Directed holey and ordered g-C3N4.5 nanosheets by a hard template nanocasting approach for sustainable visible-light hydrogen evolution with prominent quantum efficiency

Abstract

It is desirable yet challenging to synthesize a highly ordered holey carbon nitride material with excess nitrogen atoms for a sustainable solar H₂ evolution. Herein, we report the development of directed highly ordered nitrogen-rich honeycomb-like mesoporous carbon nitride nanosheets by using a novel synthetic approach for this purpose. The unique formation route, surface structure and charge carrier dynamics of the two dimensional holey nanosheets are comprehensively monitored and confirmed by SAXS, HRTEM, AFM, BET, XPS and TRPL analyses.

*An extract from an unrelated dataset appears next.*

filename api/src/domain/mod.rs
pub mod tasks;
pub mod users;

Non-stoichiometric high nitrogen content mesoporous nanosheets with the final stoichiometry of g-C₃N_4.5 acquiring a high specific surface area (382 m² g⁻¹), remarkable pore size (7.2 nm) and sheet thickness ∼5–6 nm are realized in this first report. This elegant material possesses unique low band-gap energy (2.42 eV). Remarkably, the as-synthesized g-C₃N_4.5 NSs exhibit a record high photocatalytic H₂ evolution rate of 8180 μmol g⁻¹ h⁻¹ under the present light irradiation (420 ≤ λ ≤ 510 nm) condition. The apparent quantum efficiency is found to be as high as 27.14% at 420 nm and retains its photocatalytic activity for longer consecutive catalytic cycles. Bigger pore size and pore volume, and thin walls leading to shortening of the path length of exciton pairs, efficient charge separation and the prolonged average life time of the charge carriers, and lone electron pairs associated with the excess nitrogen content are found to be the reasons behind the excellent visible light driven water splitting reaction.